Après la polémique est venue la gaudriole. Qui décide des règles truquées de cette bataille navale où l’on essaie de ridiculiser l’adversaire en faisant pouet-pouet ? Le système médiatique. Il faut se payer la tête de l’invité c’est obligatoire. Il faut le traiter avec désinvolture quand il dit des choses graves, il faut frétiller dans une petite salopette quand il est cravaté, il faut le tutoyer quand il vous vouvoie. Il y a trente ans une chroniqueuse a demandé à d’Ormesson de lui donner l’une de ses chaussettes sur un plateau, et il l’a fait. L’humoriste de service, lors de l’émission du 8 octobre, aurait-elle pu aller jusque-là avec Alain Juppé ?
Eh bien justement non.
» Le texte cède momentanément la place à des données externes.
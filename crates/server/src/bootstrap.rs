use atelier_core::config::{AppConfig, ConfigError};
use atelier_core::{InquiryService, ProposalService};
use atelier_db::{connect_with_settings, migrations, DbPool, SqlStore};
use thiserror::Error;
use tracing::info;

pub struct Application {
    pub config: AppConfig,
    pub db_pool: DbPool,
    pub inquiries: InquiryService<SqlStore>,
    pub proposals: ProposalService<SqlStore>,
}

#[derive(Debug, Error)]
pub enum BootstrapError {
    #[error(transparent)]
    Config(#[from] ConfigError),
    #[error("database connection failed: {0}")]
    DatabaseConnect(#[source] sqlx::Error),
    #[error("database migration failed: {0}")]
    Migration(#[source] sqlx::migrate::MigrateError),
}

#[cfg(test)]
pub async fn bootstrap(
    options: atelier_core::config::LoadOptions,
) -> Result<Application, BootstrapError> {
    let config = AppConfig::load(options)?;
    bootstrap_with_config(config).await
}

/// Connects, migrates and wires the lifecycle services for an already loaded config.
pub async fn bootstrap_with_config(config: AppConfig) -> Result<Application, BootstrapError> {
    info!(
        event_name = "system.bootstrap.start",
        correlation_id = "bootstrap",
        database_url = %config.database.url,
        "starting application bootstrap"
    );

    let db_pool = connect_with_settings(
        &config.database.url,
        config.database.max_connections,
        config.database.timeout_secs,
    )
    .await
    .map_err(BootstrapError::DatabaseConnect)?;
    info!(
        event_name = "system.bootstrap.database_connected",
        correlation_id = "bootstrap",
        "database connection established"
    );

    migrations::run_pending(&db_pool).await.map_err(BootstrapError::Migration)?;
    info!(
        event_name = "system.bootstrap.migrations_applied",
        correlation_id = "bootstrap",
        "database migrations applied"
    );

    let store = SqlStore::new(db_pool.clone());
    Ok(Application {
        inquiries: InquiryService::new(store.clone()),
        proposals: ProposalService::new(store, config.proposals.clone()),
        config,
        db_pool,
    })
}

#[cfg(test)]
mod tests {
    use atelier_core::config::{ConfigOverrides, LoadOptions};
    use atelier_core::domain::inquiry::{InquiryInput, InquiryStatus};
    use atelier_core::domain::proposal::{LineItemInput, PackageInput, ProposalDraft};
    use atelier_core::StatusChange;

    use crate::bootstrap::bootstrap;

    #[tokio::test]
    async fn bootstrap_fails_fast_on_invalid_proposal_currency() {
        let result = bootstrap(LoadOptions {
            overrides: ConfigOverrides {
                database_url: Some("sqlite::memory:".to_string()),
                default_currency: Some("dollars".to_string()),
                ..ConfigOverrides::default()
            },
            ..LoadOptions::default()
        })
        .await;

        let message = result.err().expect("error").to_string();
        assert!(message.contains("proposals.default_currency"));
    }

    #[tokio::test]
    async fn bootstrapped_services_share_the_migrated_database() {
        let app = bootstrap(LoadOptions {
            overrides: ConfigOverrides {
                database_url: Some("sqlite::memory:".to_string()),
                default_expiry_days: Some(10),
                ..ConfigOverrides::default()
            },
            ..LoadOptions::default()
        })
        .await
        .expect("bootstrap should succeed with valid overrides");

        let (table_count,): (i64,) = sqlx::query_as(
            "SELECT COUNT(*) FROM sqlite_master WHERE type = 'table' AND name IN \
             ('inquiry', 'proposal', 'proposal_package', 'proposal_line_item', 'activity_log')",
        )
        .fetch_one(&app.db_pool)
        .await
        .expect("expected pipeline tables to be available after bootstrap");
        assert_eq!(table_count, 5);

        let inquiry = app
            .inquiries
            .create_inquiry(
                InquiryInput {
                    contact_name: "Priya Natarajan".to_string(),
                    contact_email: "Priya@Example.com".to_string(),
                    event_type: "Engagement Party".to_string(),
                    ..InquiryInput::default()
                },
                None,
            )
            .await
            .expect("inquiry should be created");
        let moved = app
            .inquiries
            .change_status(&inquiry.id, InquiryStatus::InReview, StatusChange::default())
            .await
            .expect("NEW -> IN_REVIEW is allowed")
            .expect("inquiry exists");
        assert_eq!(moved.status, InquiryStatus::InReview);

        let proposal = app
            .proposals
            .create_proposal(
                &inquiry.id,
                ProposalDraft {
                    packages: vec![PackageInput {
                        name: "Classic".to_string(),
                        description: None,
                        currency: None,
                        items: vec![LineItemInput {
                            title: "Table florals".to_string(),
                            description: None,
                            quantity: 12,
                            unit_cents: 8_500,
                        }],
                    }],
                    expires_in_days: None,
                },
                None,
            )
            .await
            .expect("proposal should be created")
            .expect("inquiry exists");
        assert_eq!(proposal.version, 1);
        assert_eq!(proposal.amount_due(), Some(102_000));
        assert_eq!(proposal.packages[0].currency, "USD");
        let expires_at = proposal.expires_at.expect("default expiry applies");
        assert_eq!((expires_at - proposal.created_at).num_days(), 10);

        app.db_pool.close().await;
    }
}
Car le propre des émissions iconoclastes à tir programmé, c’est justement de ménager les uns pendant qu’elles canardent les autres. La perversité de la déconne institutionnelle, qui est le contraire de la démocratie, c’est qu’elle est conçue comme un filtre. Pour reprendre une expression très en faveur dans la jeunesse et qui désigne l’insupportable immaturité du système surtout en plein état d’urgence, il s’agit de casser les prétendants qu’on juge indésirables, afin de ménager celui que l’on veut voir arriver au sommet. On essaie, sournoisement, de programmer sa victoire en modérant imperceptiblement les sarcasmes qu’on lui inflige. L’émission du 8 octobre (avec Alain Juppé) a, paraît-il, si l’on en croit la presse de gauche, été une « heureuse surprise ».
Heureuse peut-être, mais surprise sûrement pas.